WHITE PLAINS, NY — About 500 people are expected to go into either mandatory or self-quarantine in Westchester County and New York City after a family and neighbor in New Rochelle tested positive for the new coronavirus, Gov. Andrew Cuomo said in a news conference Wednesday after noon in White Plains.
“They will be contacted; between county, state and private organizations, they’ll be given information on what that means,” he said.
The affected people include congregants and attendees at recent events at Young Israel of New Rochelle synagogue; eight staffers at New York Presbyterian-Lawrence Hospital in Bronxville; students and staff at the SAR Academy in Riverdale; some people at Yeshiva University; and members of the hospitalized man’s midtown Manhattan law firm.
They’re all on the list of people who may have come in contact with a New Rochelle family with coronavirus: the 50-year-old father, who is hospitalized, his wife, a 14-year-old daughter and a 20-year-old son; and the neighbor who drove the father to Lawrence Hospital.
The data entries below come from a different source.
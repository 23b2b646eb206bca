use crate::{Error, Result};
use super::Stack;
use std::{fmt, io};
use std::ptr::null_mut;
use libc::{MAP_ANONYMOUS, MAP_FAILED, MAP_FIXED, MAP_PRIVATE, PROT_NONE, PROT_READ, PROT_WRITE, c_int, c_void};

/// Puts a guard page below the stack so an overflow faults instead of corrupting the heap.
pub struct GuardedStack {
  start: *mut u8, // start of the guard page
  size:  usize,   // usable bytes, a whole number of pages
  page:  usize,
}

impl fmt::Debug for GuardedStack {
  fn fmt(&self, f: &mut fmt::Formatter) -> fmt::Result {
    write!(f, "GuardedStack<{:x}-{:x}>", self.start as usize, self.end() as usize)
  }
}

unsafe impl Stack for GuardedStack {
  fn end(&self) -> *mut usize {
    unsafe { self.start.add(self.size + self.page) }.cast()
  }
}

impl GuardedStack {
  /// Maps `size` bytes (rounded up to whole pages) plus one inaccessible guard page.
  pub fn new(size: usize, page_size: PageSize) -> Result<Self> {
    if size == 0 { return Err(Error::ZeroStackSize) }
    let size = page_size.round(size);
    let guard_size = page_size.size();
    let total_size = size + guard_size;
    // Reserve the whole range inaccessible first, then open up everything above the guard page.
    match unsafe { libc::mmap(null_mut(), total_size, PROT_NONE, GUARD_FLAGS, -1, 0) } {
      MAP_FAILED => Err(Error::Map(io::Error::last_os_error())),
      not_ptr if not_ptr.is_null() => Err(Error::Map(io::Error::new(io::ErrorKind::Other, MMAP_RETURNED_NULL))),
      start => {
        let ptr = unsafe { start.cast::<u8>().add(guard_size) }.cast::<c_void>(); // Skip the guard page
        match unsafe { libc::mmap(ptr, size, PROT, STACK_FLAGS, -1, 0) } {
          moved if moved == ptr => {
            log::trace!("mapped {} byte stack at {:?} with guard {:?}", size, ptr, start);
            Ok(GuardedStack { start: start.cast(), size, page: guard_size })
          }
          failed => {
            let err = if failed == MAP_FAILED {
              io::Error::last_os_error()
            } else {
              io::Error::new(io::ErrorKind::Other, MMAP_MOVED_FIXED)
            };
            unsafe { libc::munmap(start, total_size) };
            Err(Error::Map(err))
          }
        }
      }
    }
  }

  /// Usable bytes above the guard page.
  pub fn size(&self) -> usize { self.size }

  /// The inaccessible range below the stack.
  pub fn guard_range(&self) -> std::ops::Range<usize> {
    self.start as usize..self.start as usize + self.page
  }
}

impl Drop for GuardedStack {
  fn drop(&mut self) {
    let size = self.size + self.page;
    unsafe { libc::munmap(self.start.cast(), size) };
  }
}

#[repr(transparent)]
#[derive(Clone,Copy,Debug,PartialEq,Eq)]
/// A value holding the operating system's standard pagesize (probably 4k).
pub struct PageSize(usize);

impl PageSize {
  pub fn get() -> io::Result<PageSize> {
    match unsafe { libc::sysconf(libc::_SC_PAGESIZE) } {
      -1 => Err(io::Error::last_os_error()),
      size => Ok(PageSize(size as usize)),
    }
  }
  pub fn size(self) -> usize { self.0 }
  /// Rounds up to the nearest multiple of the page size.
  pub fn round(self, size: usize) -> usize {
    let mask = self.0 - 1;
    (size + mask) & !mask
  }
}

const PROT: c_int = PROT_READ | PROT_WRITE;

const MMAP_RETURNED_NULL: &str = "mmap returned a null mapping";
const MMAP_MOVED_FIXED: &str = "mmap ignored MAP_FIXED and placed the stack elsewhere";

const GUARD_FLAGS: c_int = MAP_ANONYMOUS | MAP_PRIVATE;

#[cfg(any(target_os="freebsd", target_os="linux", target_os="netbsd", target_os="openbsd"))]
const STACK_FLAGS: c_int = MAP_ANONYMOUS | MAP_PRIVATE | MAP_FIXED | libc::MAP_STACK;
#[cfg(not(any(target_os="freebsd", target_os="linux", target_os="netbsd", target_os="openbsd")))]
const STACK_FLAGS: c_int = MAP_ANONYMOUS | MAP_PRIVATE | MAP_FIXED;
The neighbor’s children are also being tested, Cuomo said.
The 50-year-old New Rochelle man who was confirmed to have the virus is stable and improving at a New York City hospital, Cuomo said. County and state health department officials are investigating more possible points of contact now, Cuomo said.
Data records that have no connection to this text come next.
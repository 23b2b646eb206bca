/// Emits a global function symbol, taking care of the Mach-O underscore prefix.
///
/// Declared ahead of the arch modules so they can see it.
macro_rules! asm_func {
  ($name:literal, $body:literal $(, $($args:tt)*)?) => {
    cfg_if::cfg_if! {
      if #[cfg(target_vendor="apple")] {
        core::arch::global_asm!(
          concat!(".global _", $name),
          ".p2align 4",
          concat!("_", $name, ":"),
          $body
          $(, $($args)*)?
        );
      } else {
        core::arch::global_asm!(
          concat!(".global ", $name),
          concat!(".type ", $name, ", %function"),
          ".p2align 4",
          concat!($name, ":"),
          $body,
          concat!(".size ", $name, ", .-", $name)
          $(, $($args)*)?
        );
      }
    }
  };
}

#[cfg(target_arch="aarch64")]
mod aarch64;
#[cfg(target_arch="aarch64")]
pub use aarch64::*;

#[cfg(all(target_arch="x86_64", unix))]
mod x86_64_unix;
#[cfg(all(target_arch="x86_64", unix))]
pub use x86_64_unix::*;

// windows x86_64 also has to carry xmm6-xmm15 and the TIB stack bounds.
// #[cfg(all(target_arch="x86_64", windows))]
// mod x86_64_windows;

#[cfg(not(any(
  target_arch="aarch64",
  all(target_arch="x86_64", unix),
)))]
compile_error!("Unsupported target platform!");
//! Stack memory for coroutines.
//!
//! A coroutine owns exactly one stack for its whole life. Stacks grow downward on every platform we
//! support, so the interesting address is the end of the region, rounded down to the call
//! alignment.

/// # Safety
///
/// * end() must point one past the last usable byte of a region that stays allocated and unaliased
///   for as long as the value lives.
pub unsafe trait Stack {
  /// Returns a pointer past the end of the stack.
  fn end(&self) -> *mut usize;

  /// Highest usable address, rounded down to [`STACK_ALIGN`].
  fn top(&self) -> usize {
    align_down(self.end() as usize, STACK_ALIGN)
  }
}

cfg_if::cfg_if! {
  if #[cfg(any(
    // https://community.arm.com/arm-community-blogs/b/architectures-and-processors-blog/posts/using-the-stack-in-aarch32-and-aarch64
    target_arch="aarch64",
    // https://agner.org/optimize/calling_conventions.pdf
    target_arch="x86_64",
  ))] {
    /// Stack pointer alignment required at a call boundary.
    pub const STACK_ALIGN: usize = 16;
  }
}

/// Rounds `addr` down to a multiple of `align`, which must be a power of two.
#[inline(always)]
pub const fn align_down(addr: usize, align: usize) -> usize {
  addr & !(align - 1)
}

mod allocator;
pub use allocator::*;

#[cfg(unix)]
mod os_unix;
#[cfg(unix)]
pub use os_unix::*;
//! Sends a fixed list of messages to the echo server and prints what comes back.
use std::io::{Read, Write};
use std::net::TcpStream;
use std::time::Duration;

const DEFAULT_HOST: &str = "127.0.0.1";
const DEFAULT_PORT: u16 = 8888;
const BUFFER_SIZE: usize = 4096;

const MESSAGES: &[&str] = &[
  "Hello, Server!",
  "This is a test message.",
  "协程 Echo Server 测试",
  "1234567890",
  "quit",
];

fn main() -> std::io::Result<()> {
  env_logger::init();
  let mut args = std::env::args().skip(1);
  let host = args.next().unwrap_or_else(|| DEFAULT_HOST.into());
  let port = match args.next() {
    None => DEFAULT_PORT,
    Some(arg) => match arg.parse::<u16>() {
      Ok(port) if port > 0 => port,
      _ => {
        eprintln!("invalid port: {}", arg);
        std::process::exit(1);
      }
    },
  };

  println!("connecting to {}:{}", host, port);
  let mut stream = TcpStream::connect((host.as_str(), port))?;
  log::info!("connected from {}", stream.local_addr()?);

  let mut buffer = [0u8; BUFFER_SIZE];
  for message in MESSAGES {
    println!("\n[send] {}", message);
    stream.write_all(message.as_bytes())?;
    let n = stream.read(&mut buffer)?;
    if n == 0 {
      println!("server closed the connection");
      break;
    }
    println!("[recv] {}", String::from_utf8_lossy(&buffer[..n]));
    if *message == "quit" {
      break;
    }
    std::thread::sleep(Duration::from_millis(100));
  }

  println!("\nclosing");
  Ok(())
}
There are two types of quarantine, Cuomo said: mandatory isolation for those who have tested positive, and self-quarantine for those who are at risk because of potential contact with contagious people. Anyone who has tested positive must isolate themselves from others even in their home.
“If you can’t, then we will find you a place you can be quarantined,” Cuomo said. “That is a mandatory quarantine. We check on those people to make sure they are doing it. That’s being policed by the local health departments with regulation from the state.”
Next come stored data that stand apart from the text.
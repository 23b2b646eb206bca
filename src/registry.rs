//! Parking coroutines on I/O channels.
//!
//! A coroutine that hits a would-block result parks itself under the channel's key (typically the
//! raw fd) with [`Readiness::wait`]. The event loop calls [`Readiness::notify`] with the same key
//! when its poller reports the channel ready, which resumes exactly that coroutine.
use crate::{scheduler, Coroutine, Error, Result, State};
use rustc_hash::FxHashMap;
use std::cell::RefCell;
use std::fmt::Debug;
use std::hash::Hash;

#[derive(Debug)]
pub struct Readiness<K> {
  waiting: RefCell<FxHashMap<K, Coroutine>>,
}

impl<K: Hash + Eq + Copy + Debug> Default for Readiness<K> {
  fn default() -> Self { Readiness::new() }
}

impl<K: Hash + Eq + Copy + Debug> Readiness<K> {
  pub fn new() -> Self {
    Readiness { waiting: RefCell::new(FxHashMap::default()) }
  }

  /// Parks the current coroutine under `key` and yields. Returns once it has been resumed.
  ///
  /// One coroutine per key: parking a second one is [`Error::KeyBusy`].
  pub fn wait(&self, key: K) -> Result<()> {
    let co = scheduler::current().ok_or(Error::NotCurrent)?;
    {
      let mut waiting = self.waiting.borrow_mut();
      match waiting.get(&key) {
        Some(&other) if other != co => return Err(Error::KeyBusy),
        _ => { waiting.insert(key, co); }
      }
    }
    log::trace!("{:?} waits on {:?}", co, key);
    let result = co.suspend();
    // resumed by someone other than notify(): don't leave a stale registration behind.
    let mut waiting = self.waiting.borrow_mut();
    if waiting.get(&key) == Some(&co) {
      waiting.remove(&key);
    }
    result
  }

  /// Resumes the coroutine parked under `key`, if any, and returns the state it came back in.
  pub fn notify(&self, key: K) -> Result<Option<State>> {
    let parked = self.waiting.borrow_mut().remove(&key);
    match parked {
      Some(co) => {
        log::trace!("{:?} ready, resuming {:?}", key, co);
        co.resume().map(Some)
      }
      None => Ok(None),
    }
  }

  /// Forgets whoever is parked under `key` without resuming it.
  pub fn cancel(&self, key: K) -> Option<Coroutine> {
    self.waiting.borrow_mut().remove(&key)
  }

  pub fn is_waiting(&self, key: K) -> bool {
    self.waiting.borrow().contains_key(&key)
  }

  pub fn len(&self) -> usize {
    self.waiting.borrow().len()
  }

  pub fn is_empty(&self) -> bool {
    self.waiting.borrow().is_empty()
  }
}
The county has set up a hotline specifically for people who are being quarantined because of the New Rochelle case, Westchester County Executive George Latimer said. Other Westchester residents should call 211 if they have questions about the virus and exposure.
Latimer said the immediate focus is on tracking the movements of the people who tested positive — “detective work we have to do at the county level.”
The self-quarantine affects the synagogue, which will be closed through March 8. SAR Academy will close until after Purim, which ends the evening of March 10, and the elementary grades will close through Friday.
The decisions try “to minimize the imposition on people while protecting public health,” Cuomo said.
Yeshiva University, where the 20-year-old is a student, will close at least until Friday, he said.
“Some additional investigation is needed before making a decision,” he said.
Cuomo reiterated his argument that people don’t need to panic.
“We have an epidemic caused by coronavirus, but we have a pandemic caused by fear,” Cuomo said.
Most will have mild cases. The state is most concerned about senior citizens, people with compromised immune systems, nursing home settings and senior care settings.
What’s happened so far in New York bears that out, he said. The first diagnosed case of the new coronavirus was a New York City health care worker who been to Iran.
“The 34-year-old health care worker is home and getting better,” Cuomo said. “The 50-year-old attorney had an underlying respiratory illness. He is in the category of people we worry about.”
Tests of people in Suffolk County, Oneida County and Buffalo had come back negative, he said.
The federal Centers for Disease Control and Prevention said current symptoms reported for people with the new coronavirus, officially called COVID-19, include mild to severe respiratory illness with fever, cough and difficulty breathing. The virus is spreading from person to person, and someone sickened with the virus can spread the illness to others, medical officials said.
There is currently no vaccine to prevent the new coronavirus. The best way to prevent illness is to avoid being exposed to the virus, though the CDC recommends preventive actions to help avoid spreading respiratory diseases, such as:
Coronavirus in New York
Editor’s Note: Gov. Andrew Cuomo changed his noontime estimate of the number of people in Westchester going into voluntary or mandated quarantine at a 4 p.m. news conference. He said that 1,000 people were self-quarantining in New York and that about 500 would be doing so in connection with the Westchester case.